Investing in our common stock involves significant risks.
See “Risk Factors” beginning on page 3 of the prospectus.




Neither the Securities and Exchange Commission nor any state securities commission has approved or disapproved these securities or passed upon the adequacy or accuracy of this prospectus.  Any representation to the contrary is a criminal offense.
 

 
This prospectus supplement is dated February 29, 2008



 
 
 


 
Attachment
 
SECURITIES AND EXCHANGE COMMISSION
Washington, D.C. 20549



FORM 8-K
CURRENT REPORT

Pursuant to Section 13 or 15(d) of the Securities Exchange Act of 1934


Date of Report (Date of earliest event reported):   February 26, 2008

 
 Zynex Medical Holdings, Inc. 
(Exact name of Registrant as specified in its charter)

Nevada
33-26787-D
90-0275169
(State or other
(Commission
(I.R.S. Employer
Jurisdiction
File Number)
Identification No.)
of incorporation)
   


8022 Southpark Cir, Suite 100, Littleton, CO
80120
(Address of principal executive offices)
(Zip Code)
   

Registrant’s telephone number:  (303) 703-4906

Check the appropriate box below if the form 8-K filing is intended to simultaneously satisfy the filing obligation of the registrant under any of the following provisions (see General Instruction A.2. below):

[  ]           Written communications pursuant to Rule 425 under the Securities Act (17 CFR 230.425)

[  ]           Soliciting material pursuant to Rule 14a-12 under the Exchange Act (17 CFR 240.14a-12)

[  ]           Pre-commencement communications pursuant to Rule 14d-2(b) under the Exchange Act (17 CFR240.14d-2(b))

[  ]           Pre-commencement communications pursuant to Rule 13e-4(c) under the Exchange Act (17 CFR240.13e-4(c))
 
 
 

 

 
 
Item 1.02.  Termination of a Material Definitive Agreement and
 
Item 3.02   Unregistered Sales of Equity Securities

On January 25, 2008, Zynex Medical Holdings, Inc. (“Zynex”) notified holders of warrants issued by Zynex in 2006 and 2007 pursuant to a private placement that such warrants would terminate 30 days following the notice.  The termination of the warrants was permitted because Zynex’s stock has traded in excess of 200% of the exercise price of the warrants for more than 10 consecutive days.  As a result, each warrant holder had 30 days from the date of such notice to exercise their warrants or the warrants would terminate.

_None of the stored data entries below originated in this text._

//! Room identity: the stable conversation key derived from a product and its
//! two participants.
//!
//! A room key depends on the *unordered* pair of participant ids, so swapping
//! buyer and seller for the same two users under the same product always
//! yields the same key.

use crate::error::CoreError;
use crate::roles::ChatRole;

/// Derive the canonical room key for a product and two participant ids.
///
/// The ids are ordered lexicographically before formatting, so
/// `derive_room_id(p, a, b) == derive_room_id(p, b, a)`.
pub fn derive_room_id(product_id: &str, party_a: &str, party_b: &str) -> String {
    let (low, high) = if party_a <= party_b {
        (party_a, party_b)
    } else {
        (party_b, party_a)
    };
    format!("product_{product_id}_buyer_{low}_seller_{high}")
}

/// Work out the authoritative buyer id for an inbound command.
///
/// A buyer acting on their own behalf *is* the buyer. Anyone else gets, in
/// order: an explicitly supplied buyer id, the buyer id cached on the
/// connection by an earlier join, then the acting user id. Empty strings count
/// as absent. Returns `None` when nothing usable remains, which callers must
/// treat as a validation failure.
pub fn resolve_buyer_id(
    role: Option<ChatRole>,
    acting_user_id: &str,
    explicit_buyer_id: Option<&str>,
    cached_buyer_id: Option<&str>,
) -> Option<String> {
    let acting = Some(acting_user_id).filter(|id| !id.is_empty());

    if role == Some(ChatRole::Buyer) {
        return acting.map(str::to_string);
    }

    explicit_buyer_id
        .filter(|id| !id.is_empty())
        .or_else(|| cached_buyer_id.filter(|id| !id.is_empty()))
        .or(acting)
        .map(str::to_string)
}

/// Reject a buyer/seller pair that names the same user.
pub fn ensure_distinct_parties(buyer_id: &str, seller_id: &str) -> Result<(), CoreError> {
    if buyer_id == seller_id {
        return Err(CoreError::Validation(
            "Cannot chat with yourself. Buyer and seller must be different users.".to_string(),
        ));
    }
    Ok(())
}

/// The three business identifiers a conversation is keyed on.
///
/// Construction through [`RoomParties::new`] guarantees all ids are present
/// and that buyer and seller differ.
#[derive(Debug, Clone, PartialEq, Eq)]
pub struct RoomParties {
    pub product_id: String,
    pub buyer_id: String,
    pub seller_id: String,
}

impl RoomParties {
    pub fn new(
        product_id: impl Into<String>,
        buyer_id: impl Into<String>,
        seller_id: impl Into<String>,
    ) -> Result<Self, CoreError> {
        let parties = Self {
            product_id: product_id.into(),
            buyer_id: buyer_id.into(),
            seller_id: seller_id.into(),
        };
        if parties.product_id.is_empty() || parties.buyer_id.is_empty() || parties.seller_id.is_empty()
        {
            return Err(CoreError::Validation(
                "productId, buyerId and sellerId are required".to_string(),
            ));
        }
        ensure_distinct_parties(&parties.buyer_id, &parties.seller_id)?;
        Ok(parties)
    }

    pub fn room_id(&self) -> String {
        derive_room_id(&self.product_id, &self.buyer_id, &self.seller_id)
    }

    /// The side a user occupies, if they are a participant.
    pub fn role_of(&self, user_id: &str) -> Option<ChatRole> {
        if user_id == self.buyer_id {
            Some(ChatRole::Buyer)
        } else if user_id == self.seller_id {
            Some(ChatRole::Seller)
        } else {
            None
        }
    }
}

#[cfg(test)]
mod tests {
    use super::*;

    #[test]
    fn room_id_has_expected_format() {
        assert_eq!(
            derive_room_id("p1", "alice", "bob"),
            "product_p1_buyer_alice_seller_bob"
        );
    }

    #[test]
    fn room_id_is_order_independent() {
        let pairs = [("a", "b"), ("64f0c2", "64e9aa"), ("user-9", "user-10"), ("x", "xy")];
        for (a, b) in pairs {
            assert_eq!(derive_room_id("p", a, b), derive_room_id("p", b, a));
        }
    }

    #[test]
    fn room_id_differs_per_product() {
        assert_ne!(derive_room_id("p1", "a", "b"), derive_room_id("p2", "a", "b"));
    }

    #[test]
    fn buyer_role_is_always_the_acting_user() {
        let resolved = resolve_buyer_id(Some(ChatRole::Buyer), "u1", Some("other"), Some("cached"));
        assert_eq!(resolved.as_deref(), Some("u1"));
    }

    #[test]
    fn seller_prefers_explicit_then_cached_then_self() {
        assert_eq!(
            resolve_buyer_id(Some(ChatRole::Seller), "s1", Some("b1"), Some("b2")).as_deref(),
            Some("b1")
        );
        assert_eq!(
            resolve_buyer_id(Some(ChatRole::Seller), "s1", None, Some("b2")).as_deref(),
            Some("b2")
        );
        assert_eq!(
            resolve_buyer_id(Some(ChatRole::Seller), "s1", Some(""), None).as_deref(),
            Some("s1")
        );
    }

    #[test]
    fn unknown_role_follows_the_non_buyer_path() {
        assert_eq!(resolve_buyer_id(None, "u1", Some("b1"), None).as_deref(), Some("b1"));
    }

    #[test]
    fn nothing_resolvable_yields_none() {
        assert_eq!(resolve_buyer_id(Some(ChatRole::Buyer), "", None, None), None);
        assert_eq!(resolve_buyer_id(None, "", Some(""), Some("")), None);
    }

    #[test]
    fn distinct_parties_accepts_different_users() {
        assert!(ensure_distinct_parties("b", "s").is_ok());
    }

    #[test]
    fn identical_parties_are_rejected() {
        let err = ensure_distinct_parties("u1", "u1").unwrap_err();
        assert!(matches!(err, CoreError::Validation(msg) if msg.contains("yourself")));
    }

    #[test]
    fn room_parties_rejects_missing_ids_and_self_chat() {
        assert!(RoomParties::new("", "b", "s").is_err());
        assert!(RoomParties::new("p", "u", "u").is_err());
        let parties = RoomParties::new("p", "b", "s").unwrap();
        assert_eq!(parties.room_id(), derive_room_id("p", "s", "b"));
    }

    #[test]
    fn room_parties_maps_users_to_sides() {
        let parties = RoomParties::new("p", "b", "s").unwrap();
        assert_eq!(parties.role_of("b"), Some(ChatRole::Buyer));
        assert_eq!(parties.role_of("s"), Some(ChatRole::Seller));
        assert_eq!(parties.role_of("x"), None);
    }
}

By February 26, 2008, all of the warrants were exercised.  Zynex issued 1,740,000 shares of common stock for an exercise price of $0.39 per share, or an aggregate exercise price of $678,600.  Each of the recipients of the common stock represented to Zynex that it is an accredited investor, and Zynex believes that the sale of its common stock pursuant to the warrant exercise is exempt from registration under Rule 506 promulgated under the Securities Act of 1933, as amended.  Zynex will use the exercise price proceeds for working capital purposes.

The common stock received pursuant to the exercise of warrants is included on a currently effective registration statement on Form SB-2 (SEC file number 333-148906) and may be resold under such registration statement.


SIGNATURES


Pursuant to the requirements of the Securities Exchange Act of 1934, the registrant has duly caused this report to be signed on as its behalf by the undersigned hereunto duly authorized.

 

                              Zynex Medical Holdings, Inc.
                                  (Registrant)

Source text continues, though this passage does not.